// Copyright 2025 RDC Contributors
// Licensed under the Apache License, Version 2.0

//! Per-database local catalog
//!
//! Tables live as `<escaped name>.sql` metadata files holding the
//! normalized CREATE text verbatim. Every mutating operation first flushes
//! the session's metadata transaction, so the coordination-store change
//! and the metadata-file change land together or not at all.

use crate::registry::DropQueue;
use crate::session::DdlSession;
use crate::table::TableEntry;
use dashmap::DashMap;
use rdc_common::constants::METADATA_FILE_EXTENSION;
use rdc_common::utils::{escape_for_file_name, unescape_for_file_name};
use rdc_common::{RdcError, Result};
use rdc_ddl::{normalized_create_text, CreateStatement};
use std::path::{Path, PathBuf};
use std::sync::Arc;
use tracing::{debug, warn};
use uuid::Uuid;

/// How a catalog treats table identity
#[derive(Debug, Clone, Copy, PartialEq, Eq)]
pub enum CatalogPolicy {
    /// Table UUIDs are durable; this is the policy of replicated databases
    Atomic,
    /// UUIDs are not persisted and may be reused; the policy of the
    /// recovery shadow database
    Transient,
}

/// One database's local metadata
pub struct LocalCatalog {
    name: String,
    uuid: Uuid,
    policy: CatalogPolicy,
    metadata_dir: PathBuf,
    data_dir: PathBuf,
    tables: DashMap<String, TableEntry>,
    drops: Arc<DropQueue>,
}

impl LocalCatalog {
    pub(crate) fn open(
        name: &str,
        root: &Path,
        policy: CatalogPolicy,
        drops: Arc<DropQueue>,
    ) -> Result<Self> {
        let base = root.join(escape_for_file_name(name));
        let metadata_dir = base.join("metadata");
        let data_dir = base.join("data");
        std::fs::create_dir_all(&metadata_dir)?;
        std::fs::create_dir_all(&data_dir)?;

        let uuid = match policy {
            CatalogPolicy::Atomic => Self::load_or_create_uuid(&base)?,
            CatalogPolicy::Transient => Uuid::new_v4(),
        };

        let catalog = Self {
            name: name.to_string(),
            uuid,
            policy,
            metadata_dir,
            data_dir,
            tables: DashMap::new(),
            drops,
        };
        catalog.load_stored_objects()?;
        Ok(catalog)
    }

    fn load_or_create_uuid(base: &Path) -> Result<Uuid> {
        let path = base.join("database.uuid");
        match std::fs::read_to_string(&path) {
            Ok(text) => Uuid::parse_str(text.trim())
                .map_err(|e| RdcError::LogicalError(format!("corrupted database uuid file: {}", e))),
            Err(err) if err.kind() == std::io::ErrorKind::NotFound => {
                let uuid = Uuid::new_v4();
                std::fs::write(&path, uuid.to_string())?;
                Ok(uuid)
            }
            Err(err) => Err(err.into()),
        }
    }

    fn load_stored_objects(&self) -> Result<()> {
        for entry in std::fs::read_dir(&self.metadata_dir)? {
            let entry = entry?;
            let file_name = entry.file_name().to_string_lossy().into_owned();
            let Some(stem) = file_name.strip_suffix(METADATA_FILE_EXTENSION) else {
                continue;
            };
            let table_name = unescape_for_file_name(stem);
            let definition = std::fs::read_to_string(entry.path())?;
            match TableEntry::from_definition(&table_name, &definition) {
                Ok(table) => {
                    self.tables.insert(table_name, table);
                }
                Err(err) => {
                    warn!(
                        database = %self.name,
                        table = %table_name,
                        error = %err,
                        "skipping unreadable metadata file"
                    );
                }
            }
        }
        debug!(database = %self.name, tables = self.tables.len(), "loaded stored objects");
        Ok(())
    }

    pub fn name(&self) -> &str {
        &self.name
    }

    pub fn uuid(&self) -> Uuid {
        self.uuid
    }

    pub fn policy(&self) -> CatalogPolicy {
        self.policy
    }

    pub fn is_table_exist(&self, name: &str) -> bool {
        self.tables.contains_key(name)
    }

    pub fn table(&self, name: &str) -> Option<TableEntry> {
        self.tables.get(name).map(|entry| entry.value().clone())
    }

    pub fn uuid_of(&self, name: &str) -> Option<Uuid> {
        self.tables.get(name).map(|entry| entry.uuid)
    }

    /// Snapshot of all registered objects
    pub fn tables(&self) -> Vec<TableEntry> {
        self.tables.iter().map(|entry| entry.value().clone()).collect()
    }

    pub fn table_names(&self) -> Vec<String> {
        let mut names: Vec<String> = self.tables.iter().map(|e| e.key().clone()).collect();
        names.sort();
        names
    }

    pub fn table_count(&self) -> usize {
        self.tables.len()
    }

    pub fn is_empty(&self) -> bool {
        self.tables.is_empty()
    }

    pub fn metadata_file_path(&self, name: &str) -> PathBuf {
        self.metadata_dir
            .join(format!("{}{}", escape_for_file_name(name), METADATA_FILE_EXTENSION))
    }

    fn detached_file_path(&self, name: &str) -> PathBuf {
        self.metadata_dir.join(format!(
            "{}{}.detached",
            escape_for_file_name(name),
            METADATA_FILE_EXTENSION
        ))
    }

    fn table_data_dir(&self, uuid: Uuid) -> PathBuf {
        self.data_dir.join(uuid.to_string())
    }

    /// On-disk metadata text of a table
    pub fn read_metadata_file(&self, name: &str) -> Result<String> {
        std::fs::read_to_string(self.metadata_file_path(name)).map_err(|err| {
            if err.kind() == std::io::ErrorKind::NotFound {
                RdcError::UnknownTable(format!("{}.{}", self.name, name))
            } else {
                err.into()
            }
        })
    }

    /// Flush the session's metadata transaction; a failure aborts the local
    /// change before any file moves.
    fn commit_session(&self, session: &DdlSession) -> Result<()> {
        if let Some(txn) = session.metadata_transaction() {
            txn.commit()?;
        }
        Ok(())
    }

    /// Create a table or dictionary. The statement must already carry its
    /// UUID; the committed metadata file holds the normalized text.
    pub fn create_table(&self, session: &DdlSession, create: &CreateStatement) -> Result<TableEntry> {
        let name = create.name.clone();
        if self.is_table_exist(&name) {
            return Err(RdcError::TableAlreadyExists(format!("{}.{}", self.name, name)));
        }
        let definition = normalized_create_text(create)?;
        let entry = TableEntry::from_definition(&name, &definition)?;

        let final_path = self.metadata_file_path(&name);
        let tmp_path = final_path.with_extension("sql.tmp");
        std::fs::write(&tmp_path, &definition)?;

        if let Err(err) = self.commit_session(session) {
            let _ = std::fs::remove_file(&tmp_path);
            return Err(err);
        }
        std::fs::rename(&tmp_path, &final_path)?;

        if entry.stores_data_on_disk() {
            std::fs::create_dir_all(self.table_data_dir(entry.uuid))?;
        }
        debug!(database = %self.name, table = %name, uuid = %entry.uuid, "created table");
        self.tables.insert(name, entry.clone());
        Ok(entry)
    }

    /// Replace a table's definition with the post-ALTER text
    pub fn commit_alter(&self, session: &DdlSession, name: &str, definition: &str) -> Result<()> {
        if !self.is_table_exist(name) {
            return Err(RdcError::UnknownTable(format!("{}.{}", self.name, name)));
        }
        let entry = TableEntry::from_definition(name, definition)?;

        let final_path = self.metadata_file_path(name);
        let tmp_path = final_path.with_extension("sql.tmp");
        std::fs::write(&tmp_path, definition)?;

        if let Err(err) = self.commit_session(session) {
            let _ = std::fs::remove_file(&tmp_path);
            return Err(err);
        }
        std::fs::rename(&tmp_path, &final_path)?;
        debug!(database = %self.name, table = %name, "committed alter");
        self.tables.insert(name.to_string(), entry);
        Ok(())
    }

    /// Drop a table. `sync` removes its data inline instead of deferring to
    /// the background queue.
    pub fn drop_table(&self, session: &DdlSession, name: &str, sync: bool) -> Result<Uuid> {
        let entry = self
            .table(name)
            .ok_or_else(|| RdcError::UnknownTable(format!("{}.{}", self.name, name)))?;
        self.commit_session(session)?;
        std::fs::remove_file(self.metadata_file_path(name))?;
        self.tables.remove(name);
        self.drops.enqueue(entry.uuid, Some(self.table_data_dir(entry.uuid)), sync);
        debug!(database = %self.name, table = %name, uuid = %entry.uuid, "dropped table");
        Ok(entry.uuid)
    }

    /// Detach a table permanently: it disappears from the catalog but its
    /// metadata file survives under a `.detached` suffix.
    pub fn detach_table_permanently(&self, session: &DdlSession, name: &str) -> Result<()> {
        if !self.is_table_exist(name) {
            return Err(RdcError::UnknownTable(format!("{}.{}", self.name, name)));
        }
        self.commit_session(session)?;
        std::fs::rename(self.metadata_file_path(name), self.detached_file_path(name))?;
        self.tables.remove(name);
        debug!(database = %self.name, table = %name, "detached table permanently");
        Ok(())
    }

    /// Move or exchange a table with `to_catalog`. Validation against the
    /// replication rules happens above; this only checks local feasibility.
    pub fn rename_table(
        &self,
        session: &DdlSession,
        name: &str,
        to_catalog: &LocalCatalog,
        to_name: &str,
        exchange: bool,
    ) -> Result<()> {
        let source = self
            .table(name)
            .ok_or_else(|| RdcError::UnknownTable(format!("{}.{}", self.name, name)))?;
        let target = to_catalog.table(to_name);
        if exchange {
            if target.is_none() {
                return Err(RdcError::UnknownTable(format!("{}.{}", to_catalog.name, to_name)));
            }
        } else if target.is_some() {
            return Err(RdcError::TableAlreadyExists(format!(
                "{}.{}",
                to_catalog.name, to_name
            )));
        }

        self.commit_session(session)?;

        let source_path = self.metadata_file_path(name);
        let target_path = to_catalog.metadata_file_path(to_name);
        if exchange {
            let swap_path = source_path.with_extension("sql.swap");
            std::fs::rename(&source_path, &swap_path)?;
            std::fs::rename(&target_path, &source_path)?;
            std::fs::rename(&swap_path, &target_path)?;
        } else {
            std::fs::rename(&source_path, &target_path)?;
        }

        self.tables.remove(name);
        if let Some(mut target) = target {
            if exchange {
                to_catalog.tables.remove(to_name);
                target.name = name.to_string();
                self.tables.insert(name.to_string(), target);
            }
        }
        let mut moved = source;
        moved.name = to_name.to_string();
        to_catalog.tables.insert(to_name.to_string(), moved);
        debug!(
            from = %format!("{}.{}", self.name, name),
            to = %format!("{}.{}", to_catalog.name, to_name),
            exchange,
            "renamed table"
        );
        Ok(())
    }

    /// Drop every object locally; used when the whole database goes away
    pub fn clear_all(&self) -> Result<()> {
        let names = self.table_names();
        for name in names {
            if let Some(entry) = self.table(&name) {
                let _ = std::fs::remove_file(self.metadata_file_path(&name));
                self.tables.remove(&name);
                self.drops
                    .enqueue(entry.uuid, Some(self.table_data_dir(entry.uuid)), true);
            }
        }
        Ok(())
    }
}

◆ ◆ ◆ ◆

**What to do**
Look through the entries above, and wherever a line holds the word "join", copy it.

**Result for this exercise**
        let base = root.join(escape_for_file_name(name));
        let metadata_dir = base.join("metadata");
        let data_dir = base.join("data");
        let path = base.join("database.uuid");
            .join(format!("{}{}", escape_for_file_name(name), METADATA_FILE_EXTENSION))
        self.metadata_dir.join(format!(
        self.data_dir.join(uuid.to_string())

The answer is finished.